En 2017, Rickey Gates, devenu ultra-traileur aguerri, décida de parcourir les États-Unis en courant afin de traverser des endroits qu’il n’avait jamais visités. Il courut ainsi près de 5 800 km et traversea 11 États en 152 jours, depuis la Caroline du Sud jusqu’à San Francisco. Parlant de son voyage, qu’il nomma « TransAmericana », Rickey est formel : c’est la pleine conscience qui lui a permis de ne pas se blesser. « En courant un marathon par jour, pendant près de cinq mois, je me suis rendu compte que le corps peut développer de mauvaises habitudes, dont la plupart peuvent être surmontées grâce à la pleine conscience. Tandis que je courais, je me demandais : “Est-ce que j’utilise tous mes orteils ?” ou “Mon buste est-il engagé ? Ai-je les épaules relâchées ? Ai-je la mâchoire serrée ?” »

Courir mieux GATES Photo DR
Rickey Gates lors de sa traversée des Etats-Unis. Photo TransAmericana / DR

Comment la pleine conscience a permis à Timothy Olson de gagner la Western States 100

Timothy Olson, autre coureur d’ultra-trail américain, va dans le même sens. Il affirme s’appuyer sur sa pratique quotidienne de la méditation pour faire taire les pensées négatives qui viennent lui embrumer l’esprit à mesure que ses cuisses s’endolorissent. C’est ce qui lui est arrivé au kilomètre 112 de la Western States 100, en 2012, une course qu’il a remportée. Plutôt que de se concentrer sur la douleur, Olson raconte s’être concentré sur son souffle et ses foulées.

« La pleine conscience, c’est avant tout un changement d’attitude quand on court. Il faut se forcer à s’éloigner de ses mauvaises habitudes. » Pour Olson, si l’on ne peut pas changer la distance que l’on doit parcourir, la pente des cols auxquels on doit faire face, ou la difficulté de l’effort à fournir pour arriver au bout, il y a une chose que l’on peut contrôler : la réponse émotionnelle. Et cela facilite les autres aspects de la course. Et n’est-ce pas là ce que tous les coureurs recherchent ?

Timothy Olsen photo Chad Johnson
Timothy Olsen lors de la Western States 100. Photo Chad Johnson

Courir mieux: 4 étapes pour adopter la pleine conscience ?

1/ FIXEZ-VOUS UN BUT

Il s’agit d’un objectif sur lequel vous concentrer quand votre esprit commence à divaguer. Cela peut être une émotion (comme la gratitude), un but spécifique (« Aujourd’hui, tu cours pour récupérer ») ou une partie du corps sur laquelle vous voulez axer votre esprit (les hanches, par exemple).
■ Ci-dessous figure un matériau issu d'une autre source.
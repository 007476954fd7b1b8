use std::sync::Arc;

use swash::scale::ScaleContext;
use swash::{FontRef, GlyphId, Metrics};

use crate::font::{FontError, FontMetrics, Result, ScaledFontMetrics};
use crate::outline::{self, GlyphOutline, OutlineSource};

/// Loaded font face backed by a font file (TTF/OTF).
///
/// A thin wrapper around `swash::FontRef` that owns the underlying font
/// data and exposes metrics, character-to-glyph lookup, and glyph outline
/// extraction. The same bytes are handed to the shaping engine, so outline
/// and shaping views can never disagree about which font program is used.
#[derive(Debug, Clone)]
pub struct FontFace {
    /// Full font data.
    data: Arc<[u8]>,
    /// Font index within the file (for collections).
    index: u32,
    /// Offset to the table directory for this font.
    offset: u32,
    /// Cache key used internally by swash.
    key: swash::CacheKey,
    /// Extracted font metrics in font units.
    metrics: FontMetrics,
}

impl FontFace {
    /// Create a font face from raw bytes and a font index within the file.
    pub fn from_bytes(data: Arc<[u8]>, index: usize) -> Result<Self> {
        let font = FontRef::from_index(&data, index).ok_or(FontError::InvalidFont)?;
        let metrics = Self::metrics_from_swash(&font);
        let (offset, key) = (font.offset, font.key);
        Ok(Self {
            data,
            index: index as u32,
            offset,
            key,
            metrics,
        })
    }

    /// Create a font face from raw bytes owned by a `Vec<u8>`.
    pub fn from_vec(data: Vec<u8>, index: usize) -> Result<Self> {
        Self::from_bytes(Arc::from(data), index)
    }

    /// Create a font face from a font file on disk.
    pub fn from_path(path: impl AsRef<std::path::Path>, index: usize) -> Result<Self> {
        let data = std::fs::read(path)?;
        Self::from_vec(data, index)
    }

    /// Expose the raw font bytes for the shaping engine, which builds its
    /// own view over the same data.
    pub fn as_bytes(&self) -> Arc<[u8]> {
        self.data.clone()
    }

    /// Font index within the file.
    pub fn index(&self) -> u32 {
        self.index
    }

    /// Return a transient `FontRef` for interacting with swash APIs.
    fn as_swash_ref(&self) -> FontRef<'_> {
        FontRef {
            data: &self.data,
            offset: self.offset,
            key: self.key,
        }
    }

    fn metrics_from_swash(font: &FontRef<'_>) -> FontMetrics {
        // Default (no variation) coordinates.
        let Metrics {
            units_per_em,
            ascent,
            descent,
            leading,
            ..
        } = font.metrics(&[]);

        FontMetrics {
            ascent,
            descent,
            line_gap: leading,
            units_per_em,
        }
    }

    /// Font metrics in font units.
    pub fn metrics(&self) -> FontMetrics {
        self.metrics
    }

    /// Font metrics scaled to the requested pixel size (px per em).
    pub fn scaled_metrics(&self, font_size: f32) -> ScaledFontMetrics {
        self.metrics.scale_to_pixels(font_size)
    }
}

impl OutlineSource for FontFace {
    fn glyph_for_char(&self, c: char) -> Option<u16> {
        let font = self.as_swash_ref();
        let gid: GlyphId = font.charmap().map(c);
        (gid != 0).then_some(gid)
    }

    fn advance(&self, glyph_id: u16, size: f32) -> f32 {
        let font = self.as_swash_ref();
        font.glyph_metrics(&[]).scale(size).advance_width(glyph_id)
    }

    fn outline_glyph(&self, glyph_id: u16, x: f32, y: f32, size: f32) -> GlyphOutline {
        let mut context = ScaleContext::new();
        let font = self.as_swash_ref();
        let mut scaler = context.builder(font).size(size).build();
        match scaler.scale_outline(glyph_id) {
            Some(o) => outline::from_swash(&o, x, y),
            None => GlyphOutline::empty_at(x, y),
        }
    }
}
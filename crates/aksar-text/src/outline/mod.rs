//! Glyph contour extraction and path serialization.
//!
//! Outlines are serialized as an SVG-path mini-language (`M`/`L`/`Q`/`C`/`Z`)
//! with 3-decimal precision, y growing downward and the baseline at the pen's
//! y coordinate. The bounding box is tight: curve extrema are solved, not
//! approximated by control points.

mod path;

pub use path::PathBuilder;

use swash::zeno::Verb;

/// Axis-aligned bounding box in output (y-down) path space.
#[derive(Debug, Clone, Copy, PartialEq)]
pub struct BBox {
    pub x1: f32,
    pub y1: f32,
    pub x2: f32,
    pub y2: f32,
}

impl BBox {
    /// Degenerate box at a single point.
    pub fn point(x: f32, y: f32) -> Self {
        Self {
            x1: x,
            y1: y,
            x2: x,
            y2: y,
        }
    }

    pub fn width(&self) -> f32 {
        (self.x2 - self.x1).max(0.0)
    }

    pub fn height(&self) -> f32 {
        (self.y2 - self.y1).max(0.0)
    }

    pub fn is_empty(&self) -> bool {
        self.width() == 0.0 || self.height() == 0.0
    }

    pub fn union(&self, other: &BBox) -> BBox {
        BBox {
            x1: self.x1.min(other.x1),
            y1: self.y1.min(other.y1),
            x2: self.x2.max(other.x2),
            y2: self.y2.max(other.y2),
        }
    }

    pub fn contains(&self, x: f32, y: f32) -> bool {
        x >= self.x1 && x <= self.x2 && y >= self.y1 && y <= self.y2
    }
}

/// A glyph's serialized contour plus its tight bounding box.
#[derive(Debug, Clone, PartialEq)]
pub struct GlyphOutline {
    /// SVG-path command string; empty for blank glyphs (e.g. space).
    pub path_data: String,
    pub bbox: BBox,
}

impl GlyphOutline {
    /// Blank outline at the pen position (space and other ink-free glyphs).
    pub fn empty_at(x: f32, y: f32) -> Self {
        Self {
            path_data: String::new(),
            bbox: BBox::point(x, y),
        }
    }
}

/// The seam between the resolver and the font program.
///
/// Production code uses `FontFace`; tests substitute a stub so resolution
/// logic (including forced splits) runs without a real font.
pub trait OutlineSource {
    /// Character-to-glyph lookup via the font's cmap. None when unmapped.
    fn glyph_for_char(&self, c: char) -> Option<u16>;

    /// Horizontal advance for a glyph, scaled to the requested size.
    fn advance(&self, glyph_id: u16, size: f32) -> f32;

    /// Extract a glyph outline positioned at (x, y) with baseline at y.
    fn outline_glyph(&self, glyph_id: u16, x: f32, y: f32, size: f32) -> GlyphOutline;
}

/// Convert a swash outline (y-up, already scaled by the scaler) into path
/// space at the pen position (x, y).
pub(crate) fn from_swash(
    outline: &swash::scale::outline::Outline,
    x: f32,
    y: f32,
) -> GlyphOutline {
    let points = outline.points();
    let verbs = outline.verbs();
    if verbs.is_empty() {
        return GlyphOutline::empty_at(x, y);
    }

    let mut builder = PathBuilder::new();
    let mut p = 0;
    let at = |i: usize| {
        let v = points[i];
        (x + v.x, y - v.y)
    };

    for verb in verbs {
        match verb {
            Verb::MoveTo => {
                let (px, py) = at(p);
                builder.move_to(px, py);
                p += 1;
            }
            Verb::LineTo => {
                let (px, py) = at(p);
                builder.line_to(px, py);
                p += 1;
            }
            Verb::QuadTo => {
                let (cx, cy) = at(p);
                let (px, py) = at(p + 1);
                builder.quad_to(cx, cy, px, py);
                p += 2;
            }
            Verb::CurveTo => {
                let (c1x, c1y) = at(p);
                let (c2x, c2y) = at(p + 1);
                let (px, py) = at(p + 2);
                builder.curve_to(c1x, c1y, c2x, c2y, px, py);
                p += 3;
            }
            Verb::Close => builder.close(),
        }
    }

    builder.finish(x, y)
}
2/ FAITES DES CHECK-UP RÉGULIERS

Où ressentez-vous des crampes ? Avez-vous mal quelque part ? Les check-up vous aident à adapter votre course, à ralentir si besoin, ou à souffler davantage pour soulager les muscles. À terme, vous éviterez ainsi les blessures.

3/ AGISSEZ VITE SUR CE QUI VOUS STRESSE

Si vous vous rendez compte que vous stressez à propos d’un travail important à rendre, d’une échéance que vous ne pouvez pas payer ou que vous vous sentez frustré parce que vous avez une ampoule au pied, réorientez votre esprit sur le but que vous vous étiez fixé. Pensez à votre cou, vos épaules ou vos mains, et essayez de voir si vous les crispez. Si c’est le cas, détendez-vous.

4/ NE LAISSEZ PAS LES MAUVAISES ONDES ENTRAVER VOTRE FORME

Quand vous vous approchez d’une ascension abrupte, vous vous dites que cela va être dur. Soyez-en conscient, mais choisissez d’attaquer pleinement cette côte. Plutôt que de lutter pour arriver au sommet, concentrez-vous sur votre posture et prenez de profondes et régulières inspirations. Si c’est dans cet état que le corps travaille à haute intensité, il ne doit pas s’agir d’un état de panique.